Stored data entries
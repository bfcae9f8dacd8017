use std::collections::HashMap;

use rusqlite::Connection;

use crate::db::{contact_repo, group_repo};
use crate::error::NexusResult;
use crate::hierarchy;
use crate::model::{Contact, Group, Id};

#[derive(Debug, Clone, Copy, PartialEq, Eq, Default)]
pub enum ContactSort {
    #[default]
    NameAsc,
    NameDesc,
}

impl ContactSort {
    pub fn parse(s: &str) -> Option<Self> {
        match s.trim().to_lowercase().as_str() {
            "name-asc" | "asc" | "a-z" => Some(ContactSort::NameAsc),
            "name-desc" | "desc" | "z-a" => Some(ContactSort::NameDesc),
            _ => None,
        }
    }
}

/// What the contact list should show: an optional group subtree, an
/// optional search term, and an order.
#[derive(Debug, Clone, Default)]
pub struct ContactFilter {
    pub group_id: Option<Id<Group>>,
    pub term: Option<String>,
    pub sort: ContactSort,
}

pub fn all_contacts(conn: &Connection) -> NexusResult<Vec<Contact>> {
    contact_repo::find_all(conn)
}

pub fn find_contact(conn: &Connection, contact_id: Id<Contact>) -> NexusResult<Option<Contact>> {
    contact_repo::find_by_id(conn, contact_id)
}

/// Contacts tagged with the group or any of its descendants.
pub fn contacts_in_group(conn: &Connection, group_id: Id<Group>) -> NexusResult<Vec<Contact>> {
    let groups = group_repo::find_all(conn)?;
    let contacts = contact_repo::find_all(conn)?;
    Ok(hierarchy::members(group_id, &groups, &contacts)
        .into_iter()
        .cloned()
        .collect())
}

pub fn search_contacts(conn: &Connection, term: &str) -> NexusResult<Vec<Contact>> {
    list_contacts(
        conn,
        &ContactFilter {
            term: Some(term.to_string()),
            ..Default::default()
        },
    )
}

/// Applies the group filter, then the search term, then the sort.
pub fn list_contacts(conn: &Connection, filter: &ContactFilter) -> NexusResult<Vec<Contact>> {
    let groups = group_repo::find_all(conn)?;
    let mut contacts = contact_repo::find_all(conn)?;

    if let Some(group_id) = filter.group_id {
        let closure = hierarchy::descendant_ids(group_id, &groups);
        contacts.retain(|c| c.group_ids.iter().any(|id| closure.contains(id)));
    }

    if let Some(term) = filter.term.as_deref().map(str::trim).filter(|t| !t.is_empty()) {
        let names: HashMap<Id<Group>, &str> =
            groups.iter().map(|g| (g.id, g.name.as_str())).collect();
        contacts.retain(|c| matches_term(c, term, &names));
    }

    sort_contacts(&mut contacts, filter.sort);
    Ok(contacts)
}

/// Case-insensitive substring match over every searchable contact field,
/// including the names of the contact's groups.
pub fn matches_term(contact: &Contact, term: &str, group_names: &HashMap<Id<Group>, &str>) -> bool {
    let lower = term.to_lowercase();
    let hit = |value: &str| value.to_lowercase().contains(&lower);
    let hit_opt = |value: &Option<String>| value.as_deref().map(hit).unwrap_or(false);

    hit(&contact.name)
        || hit(&contact.phone_number)
        || contact.alternative_numbers.iter().any(|n| hit(n))
        || hit_opt(&contact.email)
        || hit_opt(&contact.notes)
        || contact.addresses.iter().any(|a| {
            hit_opt(&a.street)
                || hit_opt(&a.city)
                || hit_opt(&a.state)
                || hit_opt(&a.zip)
                || hit_opt(&a.country)
        })
        || contact.display_names.iter().any(|dn| hit(&dn.name))
        || contact
            .group_ids
            .iter()
            .filter_map(|id| group_names.get(id))
            .any(|name| hit(*name))
}

pub fn sort_contacts(contacts: &mut [Contact], sort: ContactSort) {
    contacts.sort_by(|a, b| {
        let ord = a
            .name
            .to_lowercase()
            .cmp(&b.name.to_lowercase())
            .then_with(|| a.id.cmp(&b.id));
        match sort {
            ContactSort::NameAsc => ord,
            ContactSort::NameDesc => ord.reverse(),
        }
    });
}
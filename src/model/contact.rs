use chrono::{DateTime, Utc};
use serde::{Deserialize, Serialize};
use std::fmt;

use super::group::Group;
use super::ids::Id;

pub const MAX_ALTERNATIVE_NUMBERS: usize = 5;
pub const MAX_ADDRESSES: usize = 3;

/// Languages a contact's alternative display name can be stored in.
#[derive(Debug, Clone, Copy, PartialEq, Eq, Hash, PartialOrd, Ord, Serialize, Deserialize)]
#[serde(rename_all = "lowercase")]
pub enum DisplayLang {
    En,
    Gu,
    Hi,
}

impl DisplayLang {
    pub const ALL: [DisplayLang; 3] = [DisplayLang::En, DisplayLang::Gu, DisplayLang::Hi];

    pub fn as_str(&self) -> &'static str {
        match self {
            DisplayLang::En => "en",
            DisplayLang::Gu => "gu",
            DisplayLang::Hi => "hi",
        }
    }

    pub fn parse(s: &str) -> Option<Self> {
        match s.trim().to_lowercase().as_str() {
            "en" => Some(DisplayLang::En),
            "gu" => Some(DisplayLang::Gu),
            "hi" => Some(DisplayLang::Hi),
            _ => None,
        }
    }
}

impl fmt::Display for DisplayLang {
    fn fmt(&self, f: &mut fmt::Formatter<'_>) -> fmt::Result {
        f.write_str(self.as_str())
    }
}

/// A contact's name written in a particular language.
#[derive(Debug, Clone, PartialEq, Eq, Serialize, Deserialize)]
pub struct DisplayName {
    pub lang: DisplayLang,
    pub name: String,
}

/// Where a contact record came from. Informational only.
#[derive(Debug, Clone, Copy, PartialEq, Eq, Hash, Serialize, Deserialize)]
#[serde(rename_all = "lowercase")]
pub enum ContactSource {
    Gmail,
    Sim,
    Whatsapp,
    Other,
    Csv,
}

impl ContactSource {
    pub fn as_str(&self) -> &'static str {
        match self {
            ContactSource::Gmail => "gmail",
            ContactSource::Sim => "sim",
            ContactSource::Whatsapp => "whatsapp",
            ContactSource::Other => "other",
            ContactSource::Csv => "csv",
        }
    }

    pub fn parse(s: &str) -> Option<Self> {
        match s.trim().to_lowercase().as_str() {
            "gmail" => Some(ContactSource::Gmail),
            "sim" => Some(ContactSource::Sim),
            "whatsapp" => Some(ContactSource::Whatsapp),
            "other" => Some(ContactSource::Other),
            "csv" => Some(ContactSource::Csv),
            _ => None,
        }
    }
}

/// A postal address with an optional label such as "Home" or "Work".
/// Every part is optional.
#[derive(Debug, Clone, Default, PartialEq, Eq, Serialize, Deserialize)]
pub struct LabeledAddress {
    pub label: Option<String>,
    pub street: Option<String>,
    pub city: Option<String>,
    pub state: Option<String>,
    pub zip: Option<String>,
    pub country: Option<String>,
}

impl LabeledAddress {
    /// True when no address part (label excluded) is filled in.
    pub fn is_blank(&self) -> bool {
        [&self.street, &self.city, &self.state, &self.zip, &self.country]
            .iter()
            .all(|part| part.is_none())
    }

    /// Single-line rendering of the filled-in parts.
    pub fn one_line(&self) -> String {
        [&self.street, &self.city, &self.state, &self.zip, &self.country]
            .iter()
            .filter_map(|part| part.as_deref())
            .collect::<Vec<_>>()
            .join(", ")
    }
}

/// A person in the address book.
#[derive(Debug, Clone, PartialEq, Serialize, Deserialize)]
pub struct Contact {
    pub id: Id<Contact>,
    pub name: String,
    pub phone_number: String,
    pub email: Option<String>,
    pub notes: Option<String>,
    pub avatar_url: Option<String>,
    pub alternative_numbers: Vec<String>,
    pub addresses: Vec<LabeledAddress>,
    pub display_names: Vec<DisplayName>,
    pub group_ids: Vec<Id<Group>>,
    pub sources: Vec<ContactSource>,
    pub created_at: DateTime<Utc>,
}

impl Contact {
    pub fn create(name: String, phone_number: String) -> Self {
        Self {
            id: Id::generate(),
            name,
            phone_number,
            email: None,
            notes: None,
            avatar_url: None,
            alternative_numbers: Vec::new(),
            addresses: Vec::new(),
            display_names: Vec::new(),
            group_ids: Vec::new(),
            sources: Vec::new(),
            created_at: Utc::now(),
        }
    }

    pub fn in_group(&self, group_id: Id<Group>) -> bool {
        self.group_ids.contains(&group_id)
    }

    /// Adds a group id unless already present. Returns whether it was added.
    pub fn join(&mut self, group_id: Id<Group>) -> bool {
        if self.in_group(group_id) {
            false
        } else {
            self.group_ids.push(group_id);
            true
        }
    }

    /// Removes a group id. Returns whether it was present.
    pub fn leave(&mut self, group_id: Id<Group>) -> bool {
        let before = self.group_ids.len();
        self.group_ids.retain(|id| *id != group_id);
        self.group_ids.len() != before
    }

    /// Sets the display name for a language, replacing any existing one.
    pub fn set_display_name(&mut self, lang: DisplayLang, name: String) {
        self.display_names.retain(|dn| dn.lang != lang);
        self.display_names.push(DisplayName { lang, name });
        self.display_names.sort_by_key(|dn| dn.lang);
    }

    pub fn display_name(&self, lang: DisplayLang) -> Option<&str> {
        self.display_names
            .iter()
            .find(|dn| dn.lang == lang)
            .map(|dn| dn.name.as_str())
    }
}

### WHAT IS REQUIRED
Your task is to retype, exactly and only, the lines from the one with "self.group_ids.retain(|id| *id != group_id);" through the final line above.

### OUTPUT FOR THIS TASK
        self.group_ids.retain(|id| *id != group_id);
        self.group_ids.len() != before
    }

    /// Sets the display name for a language, replacing any existing one.
    pub fn set_display_name(&mut self, lang: DisplayLang, name: String) {
        self.display_names.retain(|dn| dn.lang != lang);
        self.display_names.push(DisplayName { lang, name });
        self.display_names.sort_by_key(|dn| dn.lang);
    }

    pub fn display_name(&self, lang: DisplayLang) -> Option<&str> {
        self.display_names
            .iter()
            .find(|dn| dn.lang == lang)
            .map(|dn| dn.name.as_str())
    }
}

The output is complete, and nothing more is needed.